The little blue 'house of torture'
LAGUNA, Philippines – There is nothing about this house that makes it stand out.
The bright blue gate would've made it memorable, but the neighbor's blue gate in a different shade is just as striking. Outside, 3 askals (street dogs) and a timid-looking German Shepherd stand guard. Only a small whiteboard announcing the transfer of prisoners to a nearby jail gives a hint to what is – or was inside.
The small property located inside a private subdivision is ground zero of a scandal that's rocking the Philippine National Police (PNP) and the city of Biñan, Laguna. On Friday, January 24, the Commission on Human Rights (CHR) revealed what one agent called a case of "systematic" and "premeditated" torture by members of the Laguna provincial police.
The victims? At least 22 inmates from different Laguna cities. The affidavits reveal horrible human rights violations. The inmates, most of whom are wanted for drug trafficking, were kicked, punched, electrocuted, and hit with different objects – from steel bars to baseball bats.
The policemen spun a "roulette" wheel to pick among a list of tortures to be meted out. One punishment, code-named "Manny Pacman" after the Filipino boxing icon Manny Pacquiao, has an officer continuously punching an inmate for 20 seconds.
The discovery of the "torture prison" caused the dismissal of at least 10 policemen.
It's a huge setback for the PNP under the Aquino administration. The police force continues to implement a "total transformation." Part of that transformation is an emphasis on human rights.
Edgar de Luna, one of the regional CHR's investigators, said members of the Provincial Intelligence Branch (PIB) of the Laguna police allegedly tortured inmates to extort money, extract information, force confessions, and worst of all, to amuse themselves.
The case has also attracted international attention, with the Amnesty International demanding the prosecution of the cops involved.
But one man who's seen and interacted with the 44 inmates and the 10 dismissed cops has a very different view. "It's unfair to the cops," one of the PIB caretakers told Rappler. "People don't know what kind of people [the inmates] are, that's why they judge," the caretaker added.
He said the inmates are a menace to society, and doesn't understand why the CHR or the government would side with known drug pushers and users. "Your child, brother or sister – those are people [the inmates] could have hurt," he said. The 10 PIB officers were good men, he added.
The PIB satellite office in Biñan used to house over 44 inmates from the city police station. They were brought there, the CHR found out, because the old police station could no longer accommodate more inmates.
It's called a "lock-in jail," or a facility used as a "halfway house" while inmates wait for courts to order their place of detention. But for many inmates, the stay at the PIB was anything but temporary.

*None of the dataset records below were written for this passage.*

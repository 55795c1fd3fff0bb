//! Binary min-heap with a reverse index for arbitrary removal.
//!
//! The heap lives in a `Vec`; a `HashMap` records the slot of every element
//! and is updated on each swap. That map gives O(1) `contains` and lets
//! [`IndexedPriorityQueue::remove`] find any element before restoring the
//! heap in O(log N).
//!
//! Elements that compare equal under the comparator come out in an
//! unspecified order. Callers needing a stable order must encode a
//! secondary key in the comparator.

use std::cmp::Ordering;
use std::collections::HashMap;
use std::fmt;
use std::hash::Hash;

use crate::error::QueueError;

/// Orders two queue elements. The smaller element is served first.
///
/// Any `Fn(&E, &E) -> Ordering` closure is a comparator.
pub trait Comparator<E> {
    /// Compares `left` with `right`.
    fn compare(&self, left: &E, right: &E) -> Ordering;
}

impl<E, F> Comparator<E> for F
where
    F: Fn(&E, &E) -> Ordering,
{
    fn compare(&self, left: &E, right: &E) -> Ordering {
        self(left, right)
    }
}

/// Comparator using the element's [`Ord`] implementation.
#[derive(Clone, Copy, Debug, Default)]
pub struct NaturalOrder;

impl<E: Ord> Comparator<E> for NaturalOrder {
    fn compare(&self, left: &E, right: &E) -> Ordering {
        left.cmp(right)
    }
}

/// Min-priority queue supporting membership tests and removal of any
/// element, not just the minimum.
///
/// Elements are unique by equality: pushing an element that is already
/// queued is refused.
///
/// # Examples
/// ```
/// use spanwood_core::IndexedPriorityQueue;
///
/// let mut queue = IndexedPriorityQueue::new(|a: &i32, b: &i32| b.cmp(a));
/// for value in [3, 9, 1] {
///     assert!(queue.push(value));
/// }
/// assert!(!queue.push(9));
/// assert_eq!(queue.top(), Some(&9));
///
/// assert!(queue.remove(&3));
/// assert_eq!(queue.pop(), Ok(9));
/// assert_eq!(queue.pop(), Ok(1));
/// assert!(queue.pop().is_err());
/// ```
#[derive(Clone)]
pub struct IndexedPriorityQueue<E, C = NaturalOrder> {
    comparator: C,
    heap: Vec<E>,
    slots: HashMap<E, usize>,
}

impl<E> IndexedPriorityQueue<E, NaturalOrder>
where
    E: Clone + Eq + Hash + Ord,
{
    /// Creates an empty queue ordered by `E`'s [`Ord`] implementation.
    #[must_use]
    pub fn natural() -> Self {
        Self::new(NaturalOrder)
    }
}

impl<E> Default for IndexedPriorityQueue<E, NaturalOrder>
where
    E: Clone + Eq + Hash + Ord,
{
    fn default() -> Self {
        Self::natural()
    }
}

impl<E, C> IndexedPriorityQueue<E, C>
where
    E: Clone + Eq + Hash,
    C: Comparator<E>,
{
    /// Creates an empty queue ordered by `comparator`.
    #[must_use]
    pub fn new(comparator: C) -> Self {
        Self::with_capacity(comparator, 0)
    }

    /// Creates an empty queue with room for `capacity` elements.
    #[must_use]
    pub fn with_capacity(comparator: C, capacity: usize) -> Self {
        Self {
            comparator,
            heap: Vec::with_capacity(capacity),
            slots: HashMap::with_capacity(capacity),
        }
    }

    /// Returns `true` when the queue holds no elements.
    #[must_use]
    pub fn is_empty(&self) -> bool {
        self.heap.is_empty()
    }

    /// Returns the number of queued elements.
    #[must_use]
    pub fn len(&self) -> usize {
        self.heap.len()
    }

    /// Queues `element`. Returns `false`, leaving the queue unchanged, when
    /// an equal element is already queued.
    pub fn push(&mut self, element: E) -> bool {
        if self.slots.contains_key(&element) {
            return false;
        }
        let slot = self.heap.len();
        self.slots.insert(element.clone(), slot);
        self.heap.push(element);
        self.sift_up(slot);
        true
    }

    /// Returns `true` when an element equal to `element` is queued.
    #[must_use]
    pub fn contains(&self, element: &E) -> bool {
        self.slots.contains_key(element)
    }

    /// Returns the minimum element without removing it.
    #[must_use]
    pub fn top(&self) -> Option<&E> {
        self.heap.first()
    }

    /// Removes and returns the minimum element.
    ///
    /// # Errors
    /// Returns [`QueueError::Empty`] when the queue holds no elements.
    pub fn pop(&mut self) -> Result<E, QueueError> {
        self.take(0).ok_or(QueueError::Empty)
    }

    /// Removes `element` from wherever it sits in the heap. Returns `false`
    /// when it is not queued.
    pub fn remove(&mut self, element: &E) -> bool {
        match self.slots.get(element) {
            Some(&slot) => self.take(slot).is_some(),
            None => false,
        }
    }

    /// Removes every element.
    pub fn clear(&mut self) {
        self.heap.clear();
        self.slots.clear();
    }

    /// Moves the last element into `slot`, drops the old occupant and
    /// restores the heap around the moved element.
    fn take(&mut self, slot: usize) -> Option<E> {
        let last = self.heap.len().checked_sub(1)?;
        if slot > last {
            return None;
        }
        self.swap(slot, last);
        let removed = self.heap.pop()?;
        self.slots.remove(&removed);

        if slot < self.heap.len() {
            let settled = self.sift_down(slot);
            if settled == slot {
                self.sift_up(slot);
            }
        }
        Some(removed)
    }

    /// Moves the element at `slot` towards the root while it is smaller than
    /// its parent. Returns its final slot.
    fn sift_up(&mut self, mut slot: usize) -> usize {
        while slot > 0 {
            let parent = (slot - 1) / 2;
            if self.less(slot, parent) {
                self.swap(slot, parent);
                slot = parent;
            } else {
                break;
            }
        }
        slot
    }

    /// Moves the element at `slot` towards the leaves while a child is
    /// smaller. Returns its final slot.
    fn sift_down(&mut self, mut slot: usize) -> usize {
        loop {
            let left = slot.saturating_mul(2).saturating_add(1);
            let right = left.saturating_add(1);
            let mut smallest = slot;

            if left < self.heap.len() && self.less(left, smallest) {
                smallest = left;
            }
            if right < self.heap.len() && self.less(right, smallest) {
                smallest = right;
            }
            if smallest == slot {
                return slot;
            }
            self.swap(slot, smallest);
            slot = smallest;
        }
    }

    fn less(&self, left: usize, right: usize) -> bool {
        match (self.heap.get(left), self.heap.get(right)) {
            (Some(left), Some(right)) => self.comparator.compare(left, right) == Ordering::Less,
            _ => false,
        }
    }

    fn swap(&mut self, left: usize, right: usize) {
        if left == right {
            return;
        }
        self.heap.swap(left, right);
        for slot in [left, right] {
            if let Some(element) = self.heap.get(slot) {
                if let Some(index) = self.slots.get_mut(element) {
                    *index = slot;
                }
            }
        }
    }

    /// Iterates over the queued elements in heap (not priority) order.
    pub fn iter(&self) -> std::slice::Iter<'_, E> {
        self.heap.iter()
    }

    /// Checks the heap property and the reverse index. Used by tests.
    #[cfg(test)]
    pub(crate) fn is_consistent(&self) -> bool {
        let ordered = (1..self.heap.len()).all(|slot| !self.less(slot, (slot - 1) / 2));
        let indexed = self.slots.len() == self.heap.len()
            && self
                .heap
                .iter()
                .enumerate()
                .all(|(slot, element)| self.slots.get(element) == Some(&slot));
        ordered && indexed
    }
}

impl<E: fmt::Debug, C> fmt::Debug for IndexedPriorityQueue<E, C> {
    fn fmt(&self, f: &mut fmt::Formatter<'_>) -> fmt::Result {
        f.debug_struct("IndexedPriorityQueue")
            .field("heap", &self.heap)
            .finish_non_exhaustive()
    }
}
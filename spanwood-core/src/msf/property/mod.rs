//! Property-based tests for the Prim minimum spanning forest.
//!
//! Checks total weight and component count against a sequential Kruskal
//! oracle, and validates the structural invariants of every forest
//! (acyclicity, edge count, growth order, labels preserved) across several
//! graph shapes.

mod equivalence;
mod oracle;
mod strategies;
mod structural;
mod types;
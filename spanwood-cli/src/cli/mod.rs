//! Command-line interface orchestration for spanwood.
//!
//! Loads a `from,to,weight` edge list, computes its minimum spanning forest,
//! and renders the accepted edges with their count and total weight.

mod commands;

pub use commands::{Cli, CliError, ExecutionSummary, render_summary, report_failure, run_cli};
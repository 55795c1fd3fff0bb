//! Helpers that read CI-facing environment knobs.

pub mod property_test_profile;
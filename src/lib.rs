//! strand: a minimal event-driven TCP server framework
//!
//! A single-threaded reactor accepts connections, binds each one to a
//! [`Protocol`] handler built by a [`ProtocolFactory`], and delivers input
//! to the handler in bounded chunks. Handlers act on their connection
//! through a [`Transport`]: they can write, look up the peer address, and
//! close.

pub mod address;
pub mod config;
pub mod error;
pub mod protocols;
pub mod runtime;

pub use address::Address;
pub use config::Config;
pub use error::{Result, ServerError};
pub use runtime::{
    BasicFactory, CloseReason, ConnectionId, NullProtocol, Protocol, ProtocolFactory, Server,
    ShutdownHandle, Transport,
};
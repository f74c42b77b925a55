//! Error types for server setup.
//!
//! Only setup failures are surfaced to the caller. Everything that happens
//! after a connection has been accepted is resolved by tearing that
//! connection down.

use std::io;
use std::net::AddrParseError;
use thiserror::Error;

/// Result type for server operations.
pub type Result<T> = std::result::Result<T, ServerError>;

/// Fatal errors raised while creating or driving the event loop.
#[derive(Debug, Error)]
pub enum ServerError {
    /// The poller could not be created.
    #[error("failed to initialize event loop: {0}")]
    EventLoop(#[source] io::Error),

    /// The configured host/port pair is not a socket address.
    #[error("invalid listen address '{addr}': {source}")]
    InvalidAddress {
        addr: String,
        #[source]
        source: AddrParseError,
    },

    /// Creating, binding or listening on the socket failed.
    #[error("failed to bind {addr}: {source}")]
    Bind {
        addr: std::net::SocketAddr,
        #[source]
        source: io::Error,
    },

    /// The listener or the shutdown waker could not be registered.
    #[error("failed to register with event loop: {0}")]
    Register(#[source] io::Error),

    /// Waiting for readiness failed.
    #[error("event loop poll failed: {0}")]
    Poll(#[source] io::Error),
}
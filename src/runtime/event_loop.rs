//! mio event loop implementation.
//!
//! Readiness-based model: poll tells us when sockets are ready, then we
//! perform non-blocking read/write syscalls. Uses epoll on Linux, kqueue
//! on macOS.
//!
//! Per connection the loop guarantees:
//! - accept order: registry insert, `connection_made`, poller registration
//! - read order: fill up to one maximum chunk, drain in chunks, re-check closure
//!   after every chunk
//! - teardown order: registry remove, `connection_lost`, release
//!
//! Teardown is keyed on registry membership, so reaching it twice for the
//! same connection (e.g. handler close and EOF in one event) is harmless.

use crate::address::Address;
use crate::config::Config;
use crate::error::{Result, ServerError};
use crate::runtime::{
    Connection, ConnectionId, ConnectionRegistry, Dispatch, Fill, ProtocolFactory, MAX_CHUNK_SIZE,
};
use mio::net::{TcpListener, TcpStream};
use mio::{Events, Interest, Poll, Token, Waker};
use socket2::{Domain, SockAddr, SockRef, Socket, Type};
use std::fmt;
use std::io;
use std::net::{IpAddr, SocketAddr};
use std::os::unix::io::AsRawFd;
use std::sync::atomic::{AtomicBool, Ordering};
use std::sync::Arc;
use std::time::Duration;
use tracing::{debug, error, info, warn};

const LISTENER_TOKEN: Token = Token(usize::MAX);
const WAKER_TOKEN: Token = Token(usize::MAX - 1);

/// Why a connection was torn down. Logged, never shown to handlers.
#[derive(Debug)]
pub enum CloseReason {
    /// The handler called `lose_connection`.
    Local,
    /// The peer closed the stream.
    Eof,
    /// Reading or writing failed.
    Error(io::Error),
    /// The server is shutting down.
    Shutdown,
}

impl fmt::Display for CloseReason {
    fn fmt(&self, f: &mut fmt::Formatter<'_>) -> fmt::Result {
        match self {
            CloseReason::Local => f.write_str("closed by handler"),
            CloseReason::Eof => f.write_str("closed by peer"),
            CloseReason::Error(e) => write!(f, "I/O error: {e}"),
            CloseReason::Shutdown => f.write_str("server shutdown"),
        }
    }
}

/// Stops a running [`Server`] from any thread.
#[derive(Clone)]
pub struct ShutdownHandle {
    stopping: Arc<AtomicBool>,
    waker: Arc<Waker>,
}

impl ShutdownHandle {
    /// Ask the server to stop. `Server::run` tears down every live
    /// connection and returns.
    pub fn shutdown(&self) {
        self.stopping.store(true, Ordering::Release);
        if let Err(e) = self.waker.wake() {
            warn!(error = %e, "Failed to wake event loop");
        }
    }
}

/// Readiness of one token, copied out of `Events` so the loop can borrow
/// the server mutably while handling it.
#[derive(Debug, Clone, Copy)]
struct Readiness {
    token: Token,
    readable: bool,
    writable: bool,
}

/// A listening socket, its live connections and the poller driving them.
pub struct Server<F> {
    poll: Poll,
    events: Events,
    ready: Vec<Readiness>,
    listener: TcpListener,
    local_addr: SocketAddr,
    connections: ConnectionRegistry,
    /// Read area shared by every connection; zeroed once.
    scratch: Box<[u8]>,
    factory: F,
    descriptor_limit: usize,
    stopping: Arc<AtomicBool>,
    waker: Arc<Waker>,
}
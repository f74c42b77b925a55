//! Shared helpers for runtime tests.

use crate::runtime::{Protocol, Transport};
use std::cell::RefCell;
use std::net::{TcpListener, TcpStream};
use std::rc::Rc;

/// A handler callback, as observed by [`Recorder`].
#[derive(Debug, Clone, PartialEq, Eq)]
pub enum Event {
    Made,
    Data(Vec<u8>),
    Lost,
}

/// Handler that logs every callback into a shared list.
#[derive(Clone, Default)]
pub struct Recorder {
    events: Rc<RefCell<Vec<Event>>>,
    /// Call `lose_connection` on this data callback (1-based).
    close_after: Option<usize>,
}

impl Recorder {
    pub fn new() -> Self {
        Self::default()
    }

    pub fn closing_after(chunks: usize) -> Self {
        Self {
            close_after: Some(chunks),
            ..Self::default()
        }
    }

    pub fn events(&self) -> Vec<Event> {
        self.events.borrow().clone()
    }

    pub fn chunks(&self) -> Vec<Vec<u8>> {
        self.events
            .borrow()
            .iter()
            .filter_map(|event| match event {
                Event::Data(data) => Some(data.clone()),
                _ => None,
            })
            .collect()
    }

    pub fn count(&self, wanted: &Event) -> usize {
        self.events.borrow().iter().filter(|e| *e == wanted).count()
    }
}

impl Protocol for Recorder {
    fn connection_made(&mut self, _transport: &mut dyn Transport) {
        self.events.borrow_mut().push(Event::Made);
    }

    fn data_received(&mut self, data: &mut [u8], transport: &mut dyn Transport) {
        self.events.borrow_mut().push(Event::Data(data.to_vec()));
        if self.close_after == Some(self.chunks().len()) {
            transport.lose_connection();
        }
    }

    fn connection_lost(&mut self) {
        self.events.borrow_mut().push(Event::Lost);
    }
}

/// A connected loopback pair: the accepted side as a non-blocking mio
/// stream, the client side as a blocking std stream.
pub fn loopback() -> (mio::net::TcpStream, TcpStream) {
    let listener = TcpListener::bind("127.0.0.1:0").unwrap();
    let client = TcpStream::connect(listener.local_addr().unwrap()).unwrap();
    let (accepted, _) = listener.accept().unwrap();
    accepted.set_nonblocking(true).unwrap();
    (mio::net::TcpStream::from_std(accepted), client)
}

One alleged torture victim had been detained in the satellite office since October 2013. De Luna said some inmates had called the tiny detention facility home for over a year. To make it worse, De Luna told Rappler, the PIB had "no capacity to detain" inmates, unlike other police units.
The reaction is more or less the same across the board. The PNP, through spokesman Chief Superintendent Theodore Sindac, condemned the alleged torture and promised the PNP would conduct an investigation parallel to the CHR's.
On Thursday, January 30, when Rappler visited the PIB satellite office inside a private subdivision, dismantling – as ordered the PNP command – had already begun. All PIB operatives were ordered to report to the police headquarters in Sta Cruz town. It will take around a week for the remaining caretakers and several workers to dismantle most of the structures, before they turn over the site to the land's owner.
Some of the dismissed policemen's personal belongings are still inside their office, and won't be moved until further notice. "But they'll come back for them soon," said the caretaker. They'll come back, he said, even if "life has been a living hell" for them since the exposé.
The summary dismissal proceedings for the 10 will be conducted soon at the police regional headquarters in Camp Vicente Lim in Canlubang, Laguna.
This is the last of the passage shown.